> _Aim of the exercise_:
Give the number of lines in the listing that hold the word "reason". Write nothing but that number.

> _The records_:
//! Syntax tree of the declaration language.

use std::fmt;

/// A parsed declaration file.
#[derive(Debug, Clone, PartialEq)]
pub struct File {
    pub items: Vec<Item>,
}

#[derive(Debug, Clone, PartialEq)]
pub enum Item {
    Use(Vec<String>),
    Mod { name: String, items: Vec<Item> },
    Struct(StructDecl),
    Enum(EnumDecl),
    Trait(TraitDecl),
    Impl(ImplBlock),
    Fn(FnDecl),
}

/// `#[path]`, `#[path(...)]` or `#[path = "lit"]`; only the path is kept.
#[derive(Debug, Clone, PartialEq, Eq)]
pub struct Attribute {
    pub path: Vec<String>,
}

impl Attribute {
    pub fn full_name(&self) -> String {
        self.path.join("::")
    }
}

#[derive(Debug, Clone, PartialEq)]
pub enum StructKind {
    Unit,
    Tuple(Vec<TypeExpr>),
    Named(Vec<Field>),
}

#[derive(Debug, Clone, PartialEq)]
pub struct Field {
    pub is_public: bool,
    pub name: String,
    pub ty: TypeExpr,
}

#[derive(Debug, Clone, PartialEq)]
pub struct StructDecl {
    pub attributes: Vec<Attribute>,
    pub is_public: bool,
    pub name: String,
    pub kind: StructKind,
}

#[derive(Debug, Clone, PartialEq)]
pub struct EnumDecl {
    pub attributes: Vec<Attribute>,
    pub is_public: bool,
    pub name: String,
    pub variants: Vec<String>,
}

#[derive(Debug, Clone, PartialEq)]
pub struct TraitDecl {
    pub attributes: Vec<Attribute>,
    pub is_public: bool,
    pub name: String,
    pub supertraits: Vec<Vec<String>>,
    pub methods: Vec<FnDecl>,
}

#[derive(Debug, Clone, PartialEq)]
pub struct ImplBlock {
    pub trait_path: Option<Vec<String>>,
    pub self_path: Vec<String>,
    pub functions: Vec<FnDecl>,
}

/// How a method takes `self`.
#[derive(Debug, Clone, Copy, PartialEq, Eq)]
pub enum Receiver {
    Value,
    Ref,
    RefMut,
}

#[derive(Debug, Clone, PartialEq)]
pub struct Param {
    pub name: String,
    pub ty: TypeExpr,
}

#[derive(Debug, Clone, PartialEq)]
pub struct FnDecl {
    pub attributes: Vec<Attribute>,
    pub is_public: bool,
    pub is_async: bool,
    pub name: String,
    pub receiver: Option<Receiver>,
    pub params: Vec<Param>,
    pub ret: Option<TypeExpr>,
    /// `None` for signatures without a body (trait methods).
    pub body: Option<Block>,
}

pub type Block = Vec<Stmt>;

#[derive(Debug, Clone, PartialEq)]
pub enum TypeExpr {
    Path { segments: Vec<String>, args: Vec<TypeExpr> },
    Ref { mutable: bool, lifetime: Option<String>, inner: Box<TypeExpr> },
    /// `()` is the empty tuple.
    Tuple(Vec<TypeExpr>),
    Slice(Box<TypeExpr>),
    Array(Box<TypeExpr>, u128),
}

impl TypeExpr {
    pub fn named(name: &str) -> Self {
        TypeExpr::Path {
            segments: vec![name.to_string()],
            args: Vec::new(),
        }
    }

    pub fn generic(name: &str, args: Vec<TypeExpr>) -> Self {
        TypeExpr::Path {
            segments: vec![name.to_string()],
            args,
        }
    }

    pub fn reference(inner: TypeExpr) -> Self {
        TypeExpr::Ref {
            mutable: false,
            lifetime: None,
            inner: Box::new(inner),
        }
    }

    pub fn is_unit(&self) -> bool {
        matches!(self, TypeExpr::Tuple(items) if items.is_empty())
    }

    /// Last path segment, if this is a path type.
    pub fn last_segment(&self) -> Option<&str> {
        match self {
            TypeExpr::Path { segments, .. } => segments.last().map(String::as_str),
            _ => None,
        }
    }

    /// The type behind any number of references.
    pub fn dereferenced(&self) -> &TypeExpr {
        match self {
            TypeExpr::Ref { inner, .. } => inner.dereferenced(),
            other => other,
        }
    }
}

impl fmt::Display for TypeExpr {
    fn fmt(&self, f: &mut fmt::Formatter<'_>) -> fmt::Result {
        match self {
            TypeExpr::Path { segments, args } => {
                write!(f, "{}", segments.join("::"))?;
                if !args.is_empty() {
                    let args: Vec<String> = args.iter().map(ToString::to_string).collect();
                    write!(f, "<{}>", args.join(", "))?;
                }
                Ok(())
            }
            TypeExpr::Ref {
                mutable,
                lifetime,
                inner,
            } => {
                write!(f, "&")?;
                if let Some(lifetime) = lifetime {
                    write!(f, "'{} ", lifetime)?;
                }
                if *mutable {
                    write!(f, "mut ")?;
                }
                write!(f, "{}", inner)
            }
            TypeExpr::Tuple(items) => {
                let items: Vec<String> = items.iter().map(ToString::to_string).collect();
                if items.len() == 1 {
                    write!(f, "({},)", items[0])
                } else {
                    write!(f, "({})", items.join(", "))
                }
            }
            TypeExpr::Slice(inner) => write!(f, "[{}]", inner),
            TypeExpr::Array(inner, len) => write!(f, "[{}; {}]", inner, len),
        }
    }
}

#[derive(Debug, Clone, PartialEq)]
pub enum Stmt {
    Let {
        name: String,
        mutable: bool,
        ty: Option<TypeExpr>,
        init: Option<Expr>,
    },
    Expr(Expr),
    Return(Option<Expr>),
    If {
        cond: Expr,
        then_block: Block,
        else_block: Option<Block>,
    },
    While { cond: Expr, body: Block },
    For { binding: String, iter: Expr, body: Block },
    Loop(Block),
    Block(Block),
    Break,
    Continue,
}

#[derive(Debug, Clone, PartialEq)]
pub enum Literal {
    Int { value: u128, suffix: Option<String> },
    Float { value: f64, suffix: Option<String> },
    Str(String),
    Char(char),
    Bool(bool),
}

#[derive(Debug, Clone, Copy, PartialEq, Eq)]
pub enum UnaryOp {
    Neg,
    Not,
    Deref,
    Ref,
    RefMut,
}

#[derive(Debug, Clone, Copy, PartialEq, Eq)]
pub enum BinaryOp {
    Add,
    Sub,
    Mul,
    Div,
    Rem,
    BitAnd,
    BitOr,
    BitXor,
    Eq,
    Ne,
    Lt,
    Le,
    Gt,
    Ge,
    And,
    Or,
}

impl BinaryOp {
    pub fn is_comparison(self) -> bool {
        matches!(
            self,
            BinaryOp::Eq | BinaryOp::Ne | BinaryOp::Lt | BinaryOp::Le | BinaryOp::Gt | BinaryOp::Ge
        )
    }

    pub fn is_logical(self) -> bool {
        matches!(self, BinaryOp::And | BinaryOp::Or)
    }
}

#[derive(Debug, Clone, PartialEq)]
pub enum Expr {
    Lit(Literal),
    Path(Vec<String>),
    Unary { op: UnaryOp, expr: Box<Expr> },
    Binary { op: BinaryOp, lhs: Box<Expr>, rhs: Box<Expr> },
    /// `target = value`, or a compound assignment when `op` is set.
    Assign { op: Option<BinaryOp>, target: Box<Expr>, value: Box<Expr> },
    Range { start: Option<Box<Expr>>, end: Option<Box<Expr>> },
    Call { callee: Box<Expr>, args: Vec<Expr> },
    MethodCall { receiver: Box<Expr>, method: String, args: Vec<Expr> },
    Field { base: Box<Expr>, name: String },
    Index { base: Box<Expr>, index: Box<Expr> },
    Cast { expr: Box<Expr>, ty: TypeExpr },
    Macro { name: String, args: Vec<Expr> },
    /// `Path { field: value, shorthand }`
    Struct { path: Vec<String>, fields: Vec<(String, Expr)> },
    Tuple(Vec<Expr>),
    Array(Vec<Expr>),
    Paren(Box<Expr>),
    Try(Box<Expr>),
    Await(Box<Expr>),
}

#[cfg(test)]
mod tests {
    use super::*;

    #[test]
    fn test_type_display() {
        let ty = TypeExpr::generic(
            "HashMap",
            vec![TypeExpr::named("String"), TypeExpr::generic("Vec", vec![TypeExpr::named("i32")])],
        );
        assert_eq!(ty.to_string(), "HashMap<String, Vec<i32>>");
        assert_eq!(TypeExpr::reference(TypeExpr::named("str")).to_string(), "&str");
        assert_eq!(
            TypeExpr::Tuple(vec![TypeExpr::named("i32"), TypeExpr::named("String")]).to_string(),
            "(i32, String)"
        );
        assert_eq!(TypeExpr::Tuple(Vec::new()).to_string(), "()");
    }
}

---

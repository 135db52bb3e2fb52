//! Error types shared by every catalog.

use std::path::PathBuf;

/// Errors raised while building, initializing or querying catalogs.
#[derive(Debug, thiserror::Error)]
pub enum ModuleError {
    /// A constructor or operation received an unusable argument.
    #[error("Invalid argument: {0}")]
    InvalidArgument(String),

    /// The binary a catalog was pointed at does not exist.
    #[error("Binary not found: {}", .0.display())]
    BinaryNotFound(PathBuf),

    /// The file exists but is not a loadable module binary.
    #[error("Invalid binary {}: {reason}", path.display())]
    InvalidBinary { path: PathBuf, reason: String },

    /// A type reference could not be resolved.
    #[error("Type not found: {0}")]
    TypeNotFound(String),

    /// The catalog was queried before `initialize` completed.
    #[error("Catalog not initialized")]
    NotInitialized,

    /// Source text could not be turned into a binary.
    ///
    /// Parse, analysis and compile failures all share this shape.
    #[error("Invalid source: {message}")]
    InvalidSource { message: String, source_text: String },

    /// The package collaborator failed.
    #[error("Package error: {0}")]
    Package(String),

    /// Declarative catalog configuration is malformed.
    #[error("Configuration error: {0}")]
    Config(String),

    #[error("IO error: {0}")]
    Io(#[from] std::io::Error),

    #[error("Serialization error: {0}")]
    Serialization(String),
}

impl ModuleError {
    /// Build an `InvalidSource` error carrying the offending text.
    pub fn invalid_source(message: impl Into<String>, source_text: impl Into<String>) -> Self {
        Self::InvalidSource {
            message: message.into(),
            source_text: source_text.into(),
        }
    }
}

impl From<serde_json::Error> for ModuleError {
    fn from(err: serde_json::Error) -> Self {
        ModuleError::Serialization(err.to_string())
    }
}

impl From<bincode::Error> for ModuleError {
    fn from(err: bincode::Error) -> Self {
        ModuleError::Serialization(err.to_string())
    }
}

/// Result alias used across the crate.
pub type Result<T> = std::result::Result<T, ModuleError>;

> _Result below_:
2